- _GIVEN ENTRIES_
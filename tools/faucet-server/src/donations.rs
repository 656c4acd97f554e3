//! Donation log and the addresses it makes eligible for the OG NFT.

use std::collections::{HashMap, VecDeque};
use std::sync::Arc;

use async_trait::async_trait;
use faucet_claim_types::parse_wallet;
use regex::Regex;
use serde::{Deserialize, Serialize};
use time::format_description::well_known::Rfc3339;
use time::OffsetDateTime;
use tokio::sync::RwLock;
use tracing::{debug, info};

use crate::error::ApiError;

#[derive(Clone, Debug, Deserialize)]
#[serde(rename_all = "camelCase")]
pub struct DonationInput {
    pub address: String,
    pub tx_hash: String,
    pub token: String,
    pub amount: String,
}

#[derive(Clone, Debug, PartialEq, Eq, Serialize)]
#[serde(rename_all = "camelCase")]
pub struct Donation {
    /// Lower-case hex.
    pub address: String,
    pub tx_hash: String,
    pub token: String,
    pub amount: String,
    /// RFC 3339, UTC.
    pub timestamp: String,
}

/// Retained donations. Addresses are lower-case hex.
#[async_trait]
pub trait DonationStore: Send + Sync {
    /// Append a donation and return how many are retained.
    async fn append(&self, donation: Donation) -> usize;

    /// `(nft_eligible, donations)` for one address.
    async fn for_address(&self, address: &str) -> (bool, Vec<Donation>);

    /// `(all donations, number of NFT-eligible addresses)`.
    async fn summary(&self) -> (Vec<Donation>, usize);
}

pub const DEFAULT_DONATION_CAPACITY: usize = 10_000;

#[derive(Debug, Default)]
struct Ring {
    donations: VecDeque<Donation>,
    /// Retained donation count per donor. An address is NFT-eligible while it has any.
    donors: HashMap<String, usize>,
}

/// Process-local ring of the most recent donations. Lost on restart.
#[derive(Debug)]
pub struct InMemoryDonations {
    capacity: usize,
    ring: RwLock<Ring>,
}

impl InMemoryDonations {
    pub fn with_capacity(capacity: usize) -> Self {
        Self {
            capacity: capacity.max(1),
            ring: RwLock::new(Ring::default()),
        }
    }
}

impl Default for InMemoryDonations {
    fn default() -> Self {
        Self::with_capacity(DEFAULT_DONATION_CAPACITY)
    }
}

#[async_trait]
impl DonationStore for InMemoryDonations {
    async fn append(&self, donation: Donation) -> usize {
        let mut ring = self.ring.write().await;
        while ring.donations.len() >= self.capacity {
            let Some(evicted) = ring.donations.pop_front() else {
                break;
            };
            if let Some(count) = ring.donors.get_mut(&evicted.address) {
                *count -= 1;
                if *count == 0 {
                    ring.donors.remove(&evicted.address);
                }
            }
            debug!(address = %evicted.address, tx_hash = %evicted.tx_hash, "donation evicted");
        }
        *ring.donors.entry(donation.address.clone()).or_default() += 1;
        ring.donations.push_back(donation);
        ring.donations.len()
    }

    async fn for_address(&self, address: &str) -> (bool, Vec<Donation>) {
        let key = address.to_lowercase();
        let ring = self.ring.read().await;
        let donations = ring
            .donations
            .iter()
            .filter(|d| d.address == key)
            .cloned()
            .collect();
        (ring.donors.contains_key(&key), donations)
    }

    async fn summary(&self) -> (Vec<Donation>, usize) {
        let ring = self.ring.read().await;
        (ring.donations.iter().cloned().collect(), ring.donors.len())
    }
}

struct Rules {
    tx_hash: Regex,
    token: Regex,
    amount: Regex,
}

/// Validation rules in front of a [`DonationStore`].
pub struct DonationLedger {
    rules: Rules,
    store: Arc<dyn DonationStore>,
}

impl DonationLedger {
    pub fn new(store: Arc<dyn DonationStore>) -> Result<Self, regex::Error> {
        Ok(Self {
            rules: Rules {
                tx_hash: Regex::new(r"^0x[a-fA-F0-9]{64}$")?,
                token: Regex::new(r"^[A-Za-z0-9.\-]{1,32}$")?,
                amount: Regex::new(r"^[0-9]+(\.[0-9]+)?$")?,
            },
            store,
        })
    }

    /// Check the shape of a donation report and stamp it with the current time.
    pub fn validate(&self, input: DonationInput) -> Result<Donation, ApiError> {
        let address = parse_wallet(&input.address)?;
        self.check_tx_hash(&input.tx_hash)?;
        if !self.rules.token.is_match(&input.token) {
            return Err(ApiError::invalid(format!("invalid token: {}", input.token)));
        }
        if !self.rules.amount.is_match(&input.amount) {
            return Err(ApiError::invalid(format!("invalid amount: {}", input.amount)));
        }
        let timestamp = OffsetDateTime::now_utc()
            .format(&Rfc3339)
            .unwrap_or_else(|_| "unknown".to_string());
        Ok(Donation {
            address: format!("{address:#x}"),
            tx_hash: input.tx_hash.to_lowercase(),
            token: input.token,
            amount: input.amount,
            timestamp,
        })
    }

    pub fn check_tx_hash(&self, tx_hash: &str) -> Result<(), ApiError> {
        if self.rules.tx_hash.is_match(tx_hash) {
            Ok(())
        } else {
            Err(ApiError::invalid(format!("invalid txHash: {tx_hash}")))
        }
    }

    /// Append a donation and mark its sender NFT-eligible. Returns the retained count.
    pub async fn record(&self, donation: Donation) -> usize {
        info!(
            address = %donation.address,
            token = %donation.token,
            amount = %donation.amount,
            tx_hash = %donation.tx_hash,
            "donation logged"
        );
        self.store.append(donation).await
    }

    pub async fn for_address(&self, address: &str) -> (bool, Vec<Donation>) {
        self.store.for_address(address).await
    }

    pub async fn summary(&self) -> (Vec<Donation>, usize) {
        self.store.summary().await
    }
}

- _WORK TO BE COMPLETED_
Every line in the entries above that has the word "InMemoryDonations" should be identified and copied.

- _RESULT OF THIS TASK_
pub struct InMemoryDonations {
impl InMemoryDonations {
impl Default for InMemoryDonations {
impl DonationStore for InMemoryDonations {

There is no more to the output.